▶ _What you should do_
Find every line below where the string "InputValidation" shows up, and copy those lines.

[Collected data]
[Start of Attachment]

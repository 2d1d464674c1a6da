//! Per-column standardization of structural vectors

use serde::{Deserialize, Serialize};

/// z = (x − mean) / scale, with population standard deviation as scale and
/// constant columns left unscaled (scale 1)
#[derive(Debug, Clone, PartialEq, Serialize, Deserialize)]
pub struct StandardScaler {
    pub mean: Vec<f64>,
    pub scale: Vec<f64>,
}

impl StandardScaler {
    /// Identity scaler of `dimension` columns
    pub fn identity(dimension: usize) -> Self {
        Self {
            mean: vec![0.0; dimension],
            scale: vec![1.0; dimension],
        }
    }

    /// Fit column statistics; an empty matrix yields the identity
    pub fn fit(rows: &[Vec<f64>], dimension: usize) -> Self {
        if rows.is_empty() {
            return Self::identity(dimension);
        }
        let n = rows.len() as f64;

        let mut mean = vec![0.0; dimension];
        for row in rows {
            for (m, x) in mean.iter_mut().zip(row) {
                *m += x;
            }
        }
        mean.iter_mut().for_each(|m| *m /= n);

        let mut variance = vec![0.0; dimension];
        for row in rows {
            for ((v, x), m) in variance.iter_mut().zip(row).zip(&mean) {
                *v += (x - m).powi(2);
            }
        }

        let scale = variance
            .into_iter()
            .map(|v| {
                let std = (v / n).sqrt();
                if std < 10.0 * f64::EPSILON || !std.is_finite() {
                    1.0
                } else {
                    std
                }
            })
            .collect();

        Self { mean, scale }
    }

    pub fn dimension(&self) -> usize {
        self.mean.len()
    }

    pub fn transform(&self, row: &[f64]) -> Vec<f64> {
        row.iter()
            .zip(self.mean.iter().zip(&self.scale))
            .map(|(x, (m, s))| (x - m) / s)
            .collect()
    }

    pub fn is_consistent(&self) -> bool {
        self.mean.len() == self.scale.len()
            && self.mean.iter().all(|m| m.is_finite())
            && self.scale.iter().all(|s| s.is_finite() && *s > 0.0)
    }
}
//! Feature extraction through graph, syntax-tree and lexical strategies

mod common;

use common::*;
use pretty_assertions::assert_eq;
use serde_json::Value;
use std::time::Duration;
use vulnrag_core::features::feature_extraction::{
    CpgGenerationError, CpgGenerator, DangerTier, FeatureExtractionStrategy,
    HybridFeatureExtractor, LexicalStrategy, StrategyKind, SyntaxTreeStrategy,
};
use vulnrag_core::features::graph_parsing::GraphParser;
use vulnrag_core::shared::constants::features::STRUCTURAL_DIMENSIONS;

struct DocumentGenerator(Value);

impl CpgGenerator for DocumentGenerator {
    fn generate(&self, _code: &str, _timeout: Duration) -> Result<Value, CpgGenerationError> {
        Ok(self.0.clone())
    }
}

struct MissingToolGenerator;

impl CpgGenerator for MissingToolGenerator {
    fn generate(&self, _code: &str, _timeout: Duration) -> Result<Value, CpgGenerationError> {
        Err(CpgGenerationError::Spawn {
            command: "joern-parse".into(),
            source: std::io::Error::new(std::io::ErrorKind::NotFound, "not installed"),
        })
    }
}

#[test]
fn test_scenario_b_lexical() {
    let features = LexicalStrategy::new().extract(NESTED_STRCPY).unwrap();
    assert_eq!(features.metadata.strategy, StrategyKind::Lexical);
    assert_eq!(features.structural.control_structure_count, 1);
    assert_eq!(features.structural.nesting_depth, 2);
    assert_eq!(features.semantic.dangerous_calls.len(), 1);
    assert_eq!(features.semantic.dangerous_calls[0].name, "strcpy");
    assert_eq!(features.semantic.dangerous_calls[0].tier, DangerTier::Unbounded);
}

#[test]
fn test_scenario_b_syntax_tree_agrees() {
    let strategy = SyntaxTreeStrategy::new().unwrap();
    let features = strategy.extract(NESTED_STRCPY).unwrap();
    assert_eq!(features.metadata.strategy, StrategyKind::SyntaxTree);
    assert_eq!(features.structural.control_structure_count, 1);
    assert_eq!(features.structural.nesting_depth, 2);
    assert_eq!(features.semantic.dangerous_calls[0].tier, DangerTier::Unbounded);
}

#[test]
fn test_graph_features_from_document() {
    let graph = GraphParser::load(fixture_method_graph()).unwrap();
    let extractor = HybridFeatureExtractor::new();
    let features = extractor.extract_graph(&graph);

    assert_eq!(features.metadata.strategy, StrategyKind::Graph);
    assert_eq!(features.structural.node_count, 5);
    assert_eq!(features.structural.method_count, 1);
    assert!(features.semantic.top_calls.iter().any(|c| c == "memcpy"));
    assert!(features.metadata.quality_score > 0.9);
    assert_eq!(features.structural.to_vector().len(), STRUCTURAL_DIMENSIONS);
}

#[test]
fn test_query_prefers_generated_graph() {
    let extractor = HybridFeatureExtractor::new();
    let generator = DocumentGenerator(fixture_method_graph());
    let features = extractor.extract_query(NESTED_STRCPY, Some(&generator));
    assert_eq!(features.metadata.strategy, StrategyKind::Graph);
}

#[test]
fn test_query_falls_back_when_generator_fails() {
    let extractor = lexical_extractor();
    let features = extractor.extract_query(NESTED_STRCPY, Some(&MissingToolGenerator));
    assert_eq!(features.metadata.strategy, StrategyKind::Lexical);
    assert_eq!(features.structural.nesting_depth, 2);
}

#[test]
fn test_flat_generated_graph_is_flagged() {
    let extractor = HybridFeatureExtractor::new();
    let generator = DocumentGenerator(fixture_flat_graph());
    let features = extractor.extract_query("int main(void) { return 0; }", Some(&generator));
    assert_eq!(features.metadata.strategy, StrategyKind::Graph);
    assert!(features.metadata.is_flat);
}

#[test]
fn test_empty_text_has_structure_only() {
    let features = lexical_extractor().extract_text("");
    assert_eq!(features.structural.node_count, 1);
    assert!(features.semantic.is_empty());
    assert_close(features.metadata.quality_score, 0.6);
}
//! Error types for vulnrag-core
//!
//! Each feature owns its error enum; this module aggregates them for callers
//! that drive several features at once (the CLI, the index builder).

use thiserror::Error;

use crate::config::ConfigError;
use crate::features::feature_extraction::FeatureExtractionError;
use crate::features::graph_parsing::GraphParseError;
use crate::features::retrieval::{CpgGenerationError, EmbeddingError, RetrievalError};

/// Main error type for vulnrag-core operations
#[derive(Debug, Error)]
pub enum VulnragError {
    /// IO error
    #[error("IO error: {0}")]
    Io(#[from] std::io::Error),

    /// JSON (de)serialization error
    #[error("JSON error: {0}")]
    Json(#[from] serde_json::Error),

    /// Graph document could not be parsed
    #[error("Graph parse error: {0}")]
    GraphParse(#[from] GraphParseError),

    /// Text feature extraction failure
    #[error("Feature extraction error: {0}")]
    FeatureExtraction(#[from] FeatureExtractionError),

    /// Index loading, building or search error
    #[error("Retrieval error: {0}")]
    Retrieval(#[from] RetrievalError),

    /// Embedding provider failure
    #[error("Embedding error: {0}")]
    Embedding(#[from] EmbeddingError),

    /// CPG generation failure
    #[error("CPG generation error: {0}")]
    CpgGeneration(#[from] CpgGenerationError),

    /// Embedding cache failure
    #[error("Storage error: {0}")]
    Storage(#[from] vulnrag_storage::StorageError),

    /// Configuration error
    #[error("Configuration error: {0}")]
    Config(#[from] ConfigError),

    /// Invalid input supplied by a caller
    #[error("Invalid input: {0}")]
    InvalidInput(String),
}

impl VulnragError {
    /// Create an invalid-input error
    pub fn invalid_input(msg: impl Into<String>) -> Self {
        VulnragError::InvalidInput(msg.into())
    }
}

/// Result type alias for vulnrag operations
pub type Result<T> = std::result::Result<T, VulnragError>;
//! Graph Parsing Domain Models
//!
//! ```text
//! domain/
//! ├── property_value.rs  # PropertyValue, Scalar, VertexId
//! ├── property_graph.rs  # Vertex, Edge, PropertyGraph
//! └── histogram.rs       # LabelHistogram, GraphStats, validation
//! ```

pub mod histogram;
pub mod property_graph;
pub mod property_value;

// Re-exports for convenience
pub use histogram::{GraphStats, LabelHistogram, LabelValidation, ValidationReport};
pub use property_graph::{Edge, PropertyGraph, Vertex};
pub use property_value::{PropertyValue, Scalar, VertexId};
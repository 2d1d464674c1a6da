//! Index artifact files
//!
//! One set per pattern type, all JSON:
//!
//! | file                          | content                                |
//! |-------------------------------|----------------------------------------|
//! | `<prefix>_entries.json`       | `[IndexEntry]`                         |
//! | `<prefix>_struct.json`        | scaled structural matrix `[[f64; 12]]` |
//! | `<prefix>_struct_scaler.json` | `StandardScaler`                       |
//! | `<prefix>_tfidf.json`         | vectorizer + sparse document matrix    |
//! | `<prefix>_embeddings.json`    | dense embedding matrix                 |

use serde::de::DeserializeOwned;
use serde::{Deserialize, Serialize};
use std::fs::File;
use std::io::{BufReader, BufWriter, Write};
use std::path::{Path, PathBuf};
use tracing::{debug, info};

use crate::features::lexical::{SparseVector, TfidfVectorizer};
use crate::features::retrieval::domain::{IndexEntry, PatternType};
use crate::features::retrieval::error::RetrievalError;
use crate::features::retrieval::infrastructure::scaler::StandardScaler;
use crate::features::retrieval::infrastructure::similarity_index::SimilarityIndex;

/// Artifact kinds of one index
#[derive(Debug, Clone, Copy, PartialEq, Eq)]
pub enum ArtifactKind {
    Entries,
    Structural,
    Scaler,
    Tfidf,
    Embeddings,
}

impl ArtifactKind {
    pub const ALL: [ArtifactKind; 5] = [
        ArtifactKind::Entries,
        ArtifactKind::Structural,
        ArtifactKind::Scaler,
        ArtifactKind::Tfidf,
        ArtifactKind::Embeddings,
    ];

    fn suffix(&self) -> &'static str {
        match self {
            ArtifactKind::Entries => "entries",
            ArtifactKind::Structural => "struct",
            ArtifactKind::Scaler => "struct_scaler",
            ArtifactKind::Tfidf => "tfidf",
            ArtifactKind::Embeddings => "embeddings",
        }
    }
}

/// `<dir>/<prefix>_<suffix>.json`
pub fn artifact_path(dir: &Path, pattern_type: PatternType, kind: ArtifactKind) -> PathBuf {
    dir.join(format!("{}_{}.json", pattern_type.prefix(), kind.suffix()))
}

#[derive(Serialize, Deserialize)]
struct TfidfArtifact {
    vectorizer: TfidfVectorizer,
    matrix: Vec<SparseVector>,
}

fn read_json<T: DeserializeOwned>(path: &Path) -> Result<T, RetrievalError> {
    if !path.exists() {
        return Err(RetrievalError::MissingArtifact {
            path: path.to_path_buf(),
        });
    }
    let file = File::open(path).map_err(|e| RetrievalError::io(path, e))?;
    serde_json::from_reader(BufReader::new(file))
        .map_err(|e| RetrievalError::corrupt(path, e.to_string()))
}

fn write_json<T: Serialize>(path: &Path, value: &T) -> Result<(), RetrievalError> {
    let file = File::create(path).map_err(|e| RetrievalError::io(path, e))?;
    let mut writer = BufWriter::new(file);
    serde_json::to_writer(&mut writer, value)
        .map_err(|e| RetrievalError::corrupt(path, e.to_string()))?;
    writer.flush().map_err(|e| RetrievalError::io(path, e))
}

/// Load and cross-check one index
pub fn load_index(dir: &Path, pattern_type: PatternType) -> Result<SimilarityIndex, RetrievalError> {
    let path = |kind| artifact_path(dir, pattern_type, kind);

    // all files present before anything is parsed
    if let Some(missing) = ArtifactKind::ALL.into_iter().map(path).find(|p| !p.exists()) {
        return Err(RetrievalError::MissingArtifact { path: missing });
    }

    let entries: Vec<IndexEntry> = read_json(&path(ArtifactKind::Entries))?;
    let structural: Vec<Vec<f64>> = read_json(&path(ArtifactKind::Structural))?;
    let scaler: StandardScaler = read_json(&path(ArtifactKind::Scaler))?;
    let tfidf: TfidfArtifact = read_json(&path(ArtifactKind::Tfidf))?;
    let embeddings: Vec<Vec<f64>> = read_json(&path(ArtifactKind::Embeddings))?;

    let index = SimilarityIndex::from_parts(
        pattern_type,
        entries,
        structural,
        scaler,
        tfidf.vectorizer,
        tfidf.matrix,
        embeddings,
    )
    .map_err(|reason| RetrievalError::corrupt(dir, format!("{pattern_type} index: {reason}")))?;

    info!(
        pattern = %pattern_type,
        entries = index.len(),
        vocabulary = index.tfidf.dimension(),
        embedding_dimension = index.embedding_dimension(),
        "loaded index"
    );
    Ok(index)
}

/// Write one index, creating `dir` if needed
pub fn save_index(dir: &Path, index: &SimilarityIndex) -> Result<(), RetrievalError> {
    std::fs::create_dir_all(dir).map_err(|e| RetrievalError::io(dir, e))?;
    let pattern_type = index.pattern_type();
    let path = |kind| artifact_path(dir, pattern_type, kind);

    write_json(&path(ArtifactKind::Entries), &index.entries)?;
    write_json(&path(ArtifactKind::Structural), &index.structural)?;
    write_json(&path(ArtifactKind::Scaler), &index.scaler)?;
    write_json(
        &path(ArtifactKind::Tfidf),
        &TfidfArtifact {
            vectorizer: index.tfidf.clone(),
            matrix: index.tfidf_rows.clone(),
        },
    )?;
    write_json(&path(ArtifactKind::Embeddings), &index.embeddings)?;

    debug!(pattern = %pattern_type, dir = %dir.display(), "saved index artifacts");
    Ok(())
}
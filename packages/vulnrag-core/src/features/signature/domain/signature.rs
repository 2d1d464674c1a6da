//! Structural signature of one CPG

use serde::{Deserialize, Serialize};

use super::cwe::CweCategory;

/// CSV column order; stable across runs
pub const SIGNATURE_COLUMNS: [&str; 26] = [
    "instance_id",
    "num_nodes",
    "num_edges",
    "density",
    "avg_degree",
    "cyclomatic_complexity",
    "loop_count",
    "conditional_count",
    "buffer_overflow_calls",
    "use_after_free_calls",
    "buffer_underread_calls",
    "race_condition_calls",
    "info_disclosure_calls",
    "input_validation_calls",
    "privilege_calls",
    "resource_leak_calls",
    "null_deref_calls",
    "malloc_calls",
    "free_calls",
    "memory_ops",
    "total_dangerous_calls",
    "reaching_def_edges",
    "cfg_edges",
    "cdg_edges",
    "ast_edges",
    "is_flat_cpg",
];

/// Graph metrics, control counts and CWE-indexed call counts
#[derive(Debug, Clone, Default, PartialEq, Serialize, Deserialize)]
pub struct Signature {
    pub instance_id: String,
    pub num_nodes: usize,
    pub num_edges: usize,
    /// e / max(n·(n−1), 1)
    pub density: f64,
    /// 2e / n
    pub avg_degree: f64,
    /// loops + conditionals + 1
    pub cyclomatic_complexity: usize,
    pub loop_count: usize,
    pub conditional_count: usize,
    pub buffer_overflow_calls: usize,
    pub use_after_free_calls: usize,
    pub buffer_underread_calls: usize,
    pub race_condition_calls: usize,
    pub info_disclosure_calls: usize,
    pub input_validation_calls: usize,
    pub privilege_calls: usize,
    pub resource_leak_calls: usize,
    pub null_deref_calls: usize,
    pub malloc_calls: usize,
    pub free_calls: usize,
    pub memory_ops: usize,
    pub total_dangerous_calls: usize,
    pub reaching_def_edges: usize,
    pub cfg_edges: usize,
    pub cdg_edges: usize,
    pub ast_edges: usize,
    pub is_flat_cpg: bool,
}

impl Signature {
    /// Counter for a CWE category
    pub fn category_count(&self, category: CweCategory) -> usize {
        match category {
            CweCategory::BufferOverflow => self.buffer_overflow_calls,
            CweCategory::UseAfterFree => self.use_after_free_calls,
            CweCategory::BufferUnderread => self.buffer_underread_calls,
            CweCategory::RaceCondition => self.race_condition_calls,
            CweCategory::InfoDisclosure => self.info_disclosure_calls,
            CweCategory::InputValidation => self.input_validation_calls,
            CweCategory::Privilege => self.privilege_calls,
            CweCategory::ResourceLeak => self.resource_leak_calls,
            CweCategory::NullDeref => self.null_deref_calls,
        }
    }

    pub(crate) fn category_count_mut(&mut self, category: CweCategory) -> &mut usize {
        match category {
            CweCategory::BufferOverflow => &mut self.buffer_overflow_calls,
            CweCategory::UseAfterFree => &mut self.use_after_free_calls,
            CweCategory::BufferUnderread => &mut self.buffer_underread_calls,
            CweCategory::RaceCondition => &mut self.race_condition_calls,
            CweCategory::InfoDisclosure => &mut self.info_disclosure_calls,
            CweCategory::InputValidation => &mut self.input_validation_calls,
            CweCategory::Privilege => &mut self.privilege_calls,
            CweCategory::ResourceLeak => &mut self.resource_leak_calls,
            CweCategory::NullDeref => &mut self.null_deref_calls,
        }
    }

    /// Row values in [`SIGNATURE_COLUMNS`] order
    pub fn values(&self) -> [String; 26] {
        [
            self.instance_id.clone(),
            self.num_nodes.to_string(),
            self.num_edges.to_string(),
            self.density.to_string(),
            self.avg_degree.to_string(),
            self.cyclomatic_complexity.to_string(),
            self.loop_count.to_string(),
            self.conditional_count.to_string(),
            self.buffer_overflow_calls.to_string(),
            self.use_after_free_calls.to_string(),
            self.buffer_underread_calls.to_string(),
            self.race_condition_calls.to_string(),
            self.info_disclosure_calls.to_string(),
            self.input_validation_calls.to_string(),
            self.privilege_calls.to_string(),
            self.resource_leak_calls.to_string(),
            self.null_deref_calls.to_string(),
            self.malloc_calls.to_string(),
            self.free_calls.to_string(),
            self.memory_ops.to_string(),
            self.total_dangerous_calls.to_string(),
            self.reaching_def_edges.to_string(),
            self.cfg_edges.to_string(),
            self.cdg_edges.to_string(),
            self.ast_edges.to_string(),
            if self.is_flat_cpg { "True" } else { "False" }.to_string(),
        ]
    }
}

[End of Attachment]

▶ _Answer_
            CweCategory::InputValidation => self.input_validation_calls,
            CweCategory::InputValidation => &mut self.input_validation_calls,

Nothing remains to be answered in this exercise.